* Task details *
When you return the entries, keep every word and mark exactly as it is.

* Exercise input *
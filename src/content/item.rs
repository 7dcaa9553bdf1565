//! Content item model

use chrono::{DateTime, FixedOffset, NaiveDate};
use indexmap::IndexMap;
use lazy_static::lazy_static;
use regex::Regex;
use serde::Serialize;
use std::cmp::Ordering;
use std::path::PathBuf;

use super::permalink;

lazy_static! {
    static ref POST_NAME: Regex =
        Regex::new(r"^(\d{4})-(\d{2})-(\d{2})-(.+)\.([A-Za-z0-9]+)$").unwrap();
}

/// What kind of content file an item came from
#[derive(Debug, Clone, Copy, PartialEq, Eq, Serialize)]
#[serde(rename_all = "lowercase")]
pub enum ItemKind {
    /// A dated file under `_posts/`
    Post,
    /// An undated file under `_drafts/`, built only on request
    Draft,
    /// Any other file with a metadata block
    Page,
}

impl ItemKind {
    pub fn as_str(&self) -> &'static str {
        match self {
            ItemKind::Post => "post",
            ItemKind::Draft => "draft",
            ItemKind::Page => "page",
        }
    }
}

/// A post or page
#[derive(Debug, Clone, Serialize)]
pub struct ContentItem {
    pub kind: ItemKind,

    /// Source path relative to the source directory, `/`-separated.
    /// This is the item's identity.
    pub source: String,

    /// Full source file path
    #[serde(skip)]
    pub full_source: PathBuf,

    pub title: String,

    /// Layout template name
    pub layout: String,

    /// Output URL without the base path
    pub url: String,

    /// Slug taken from the file name
    pub slug: String,

    /// Publication date (posts and drafts; pages only when declared)
    pub date: Option<DateTime<FixedOffset>>,

    pub tags: Vec<String>,

    pub categories: Vec<String>,

    /// Excluded from listings, still rendered at its URL
    pub hidden: bool,

    /// Explicit position in page listings
    pub order: Option<i64>,

    /// Whether the body is Markdown (otherwise HTML)
    pub markdown: bool,

    /// Raw body after the metadata block
    #[serde(skip)]
    pub body: String,

    /// Custom front-matter fields
    pub extra: IndexMap<String, serde_yaml::Value>,
}

impl ContentItem {
    pub fn is_post(&self) -> bool {
        matches!(self.kind, ItemKind::Post | ItemKind::Draft)
    }

    /// File written for this item, relative to the destination
    pub fn output_file(&self) -> String {
        permalink::output_file(&self.url)
    }

    /// `post_url` identifier: the file stem (`2019-03-07-bf-macros`)
    pub fn post_id(&self) -> Option<String> {
        if self.kind != ItemKind::Post {
            return None;
        }
        let file_name = self.source.rsplit('/').next().unwrap_or(&self.source);
        Some(permalink::strip_extension(file_name).to_string())
    }
}

/// Newest first; ties by source path
pub fn compare_posts(a: &ContentItem, b: &ContentItem) -> Ordering {
    b.date.cmp(&a.date).then_with(|| a.source.cmp(&b.source))
}

/// Explicit `order` first, then source path
pub fn compare_pages(a: &ContentItem, b: &ContentItem) -> Ordering {
    let key = |item: &ContentItem| item.order.unwrap_or(i64::MAX);
    key(a)
        .cmp(&key(b))
        .then_with(|| a.source.cmp(&b.source))
}

/// Parsed `YYYY-MM-DD-slug.ext` post file name
#[derive(Debug, Clone, PartialEq, Eq)]
pub struct PostName {
    pub date: NaiveDate,
    pub slug: String,
    pub ext: String,
}

impl PostName {
    pub fn parse(file_name: &str) -> Option<Self> {
        let caps = POST_NAME.captures(file_name)?;
        let year = caps[1].parse().ok()?;
        let month = caps[2].parse().ok()?;
        let day = caps[3].parse().ok()?;
        let date = NaiveDate::from_ymd_opt(year, month, day)?;

        Some(Self {
            date,
            slug: caps[4].to_string(),
            ext: caps[5].to_ascii_lowercase(),
        })
    }
}

/// Title used when front matter has none: the slug with dashes as spaces
pub fn title_from_slug(slug: &str) -> String {
    let words = slug.replace(['-', '_'], " ");
    let mut chars = words.chars();
    match chars.next() {
        Some(first) => first.to_uppercase().collect::<String>() + chars.as_str(),
        None => String::new(),
    }
}

/// A tag with the URL of its listing page
#[derive(Debug, Clone, Serialize)]
pub struct Tag {
    pub name: String,
    pub slug: String,
    pub url: String,
}

impl Tag {
    pub fn new(name: &str, tag_dir: &str) -> Self {
        let slug = slug::slugify(name);
        let url = permalink::normalize(&format!("/{}/{}/", tag_dir, slug));
        Self {
            name: name.to_string(),
            slug,
            url,
        }
    }
}

#[cfg(test)]
mod tests {
    use super::*;

    #[test]
    fn test_parse_post_name() {
        let name = PostName::parse("2019-03-07-brainfuck-macros.md").unwrap();
        assert_eq!(name.date, NaiveDate::from_ymd_opt(2019, 3, 7).unwrap());
        assert_eq!(name.slug, "brainfuck-macros");
        assert_eq!(name.ext, "md");
    }

    #[test]
    fn test_reject_bad_post_names() {
        assert!(PostName::parse("brainfuck-macros.md").is_none());
        assert!(PostName::parse("2019-13-07-bad-month.md").is_none());
        assert!(PostName::parse("2019-03-07-no-extension").is_none());
    }

    #[test]
    fn test_title_from_slug() {
        assert_eq!(title_from_slug("wasm-game-of-life"), "Wasm game of life");
        assert_eq!(title_from_slug(""), "");
    }

    #[test]
    fn test_tag_url() {
        let tag = Tag::new("Web Assembly", "tags");
        assert_eq!(tag.slug, "web-assembly");
        assert_eq!(tag.url, "/tags/web-assembly/");
    }
}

* Exercise result *
filename src/content/item.rs
repository 7dcaa9553bdf1565
//! Content item model

use chrono::{DateTime, FixedOffset, NaiveDate};
use indexmap::IndexMap;
use lazy_static::lazy_static;
use regex::Regex;
use serde::Serialize;
use std::cmp::Ordering;
use std::path::PathBuf;

use super::permalink;

lazy_static! {
    static ref POST_NAME: Regex =
        Regex::new(r"^(\d{4})-(\d{2})-(\d{2})-(.+)\.([A-Za-z0-9]+)$").unwrap();
}

/// What kind of content file an item came from
#[derive(Debug, Clone, Copy, PartialEq, Eq, Serialize)]
#[serde(rename_all = "lowercase")]
pub enum ItemKind {
    /// A dated file under `_posts/`
    Post,
    /// An undated file under `_drafts/`, built only on request
    Draft,
    /// Any other file with a metadata block
    Page,
}

impl ItemKind {
    pub fn as_str(&self) -> &'static str {
        match self {
            ItemKind::Post => "post",
            ItemKind::Draft => "draft",
            ItemKind::Page => "page",
        }
    }
}

/// A post or page
#[derive(Debug, Clone, Serialize)]
pub struct ContentItem {
    pub kind: ItemKind,

    /// Source path relative to the source directory, `/`-separated.
    /// This is the item's identity.
    pub source: String,

    /// Full source file path
    #[serde(skip)]
    pub full_source: PathBuf,

    pub title: String,

    /// Layout template name
    pub layout: String,

    /// Output URL without the base path
    pub url: String,

    /// Slug taken from the file name
    pub slug: String,

    /// Publication date (posts and drafts; pages only when declared)
    pub date: Option<DateTime<FixedOffset>>,

    pub tags: Vec<String>,

    pub categories: Vec<String>,

    /// Excluded from listings, still rendered at its URL
    pub hidden: bool,

    /// Explicit position in page listings
    pub order: Option<i64>,

    /// Whether the body is Markdown (otherwise HTML)
    pub markdown: bool,

    /// Raw body after the metadata block
    #[serde(skip)]
    pub body: String,

    /// Custom front-matter fields
    pub extra: IndexMap<String, serde_yaml::Value>,
}

impl ContentItem {
    pub fn is_post(&self) -> bool {
        matches!(self.kind, ItemKind::Post | ItemKind::Draft)
    }

    /// File written for this item, relative to the destination
    pub fn output_file(&self) -> String {
        permalink::output_file(&self.url)
    }

    /// `post_url` identifier: the file stem (`2019-03-07-bf-macros`)
    pub fn post_id(&self) -> Option<String> {
        if self.kind != ItemKind::Post {
            return None;
        }
        let file_name = self.source.rsplit('/').next().unwrap_or(&self.source);
        Some(permalink::strip_extension(file_name).to_string())
    }
}

/// Newest first; ties by source path
pub fn compare_posts(a: &ContentItem, b: &ContentItem) -> Ordering {
    b.date.cmp(&a.date).then_with(|| a.source.cmp(&b.source))
}

/// Explicit `order` first, then source path
pub fn compare_pages(a: &ContentItem, b: &ContentItem) -> Ordering {
    let key = |item: &ContentItem| item.order.unwrap_or(i64::MAX);
    key(a)
        .cmp(&key(b))
        .then_with(|| a.source.cmp(&b.source))
}

/// Parsed `YYYY-MM-DD-slug.ext` post file name
#[derive(Debug, Clone, PartialEq, Eq)]
pub struct PostName {
    pub date: NaiveDate,
    pub slug: String,
    pub ext: String,
}

impl PostName {
    pub fn parse(file_name: &str) -> Option<Self> {
        let caps = POST_NAME.captures(file_name)?;
        let year = caps[1].parse().ok()?;
        let month = caps[2].parse().ok()?;
        let day = caps[3].parse().ok()?;
        let date = NaiveDate::from_ymd_opt(year, month, day)?;

        Some(Self {
            date,
            slug: caps[4].to_string(),
            ext: caps[5].to_ascii_lowercase(),
        })
    }
}

/// Title used when front matter has none: the slug with dashes as spaces
pub fn title_from_slug(slug: &str) -> String {
    let words = slug.replace(['-', '_'], " ");
    let mut chars = words.chars();
    match chars.next() {
        Some(first) => first.to_uppercase().collect::<String>() + chars.as_str(),
        None => String::new(),
    }
}

/// A tag with the URL of its listing page
#[derive(Debug, Clone, Serialize)]
pub struct Tag {
    pub name: String,
    pub slug: String,
    pub url: String,
}

impl Tag {
    pub fn new(name: &str, tag_dir: &str) -> Self {
        let slug = slug::slugify(name);
        let url = permalink::normalize(&format!("/{}/{}/", tag_dir, slug));
        Self {
            name: name.to_string(),
            slug,
            url,
        }
    }
}

#[cfg(test)]
mod tests {
    use super::*;

    #[test]
    fn test_parse_post_name() {
        let name = PostName::parse("2019-03-07-brainfuck-macros.md").unwrap();
        assert_eq!(name.date, NaiveDate::from_ymd_opt(2019, 3, 7).unwrap());
        assert_eq!(name.slug, "brainfuck-macros");
        assert_eq!(name.ext, "md");
    }

    #[test]
    fn test_reject_bad_post_names() {
        assert!(PostName::parse("brainfuck-macros.md").is_none());
        assert!(PostName::parse("2019-13-07-bad-month.md").is_none());
        assert!(PostName::parse("2019-03-07-no-extension").is_none());
    }

    #[test]
    fn test_title_from_slug() {
        assert_eq!(title_from_slug("wasm-game-of-life"), "Wasm game of life");
        assert_eq!(title_from_slug(""), "");
    }

    #[test]
    fn test_tag_url() {
        let tag = Tag::new("Web Assembly", "tags");
        assert_eq!(tag.slug, "web-assembly");
        assert_eq!(tag.url, "/tags/web-assembly/");
    }
}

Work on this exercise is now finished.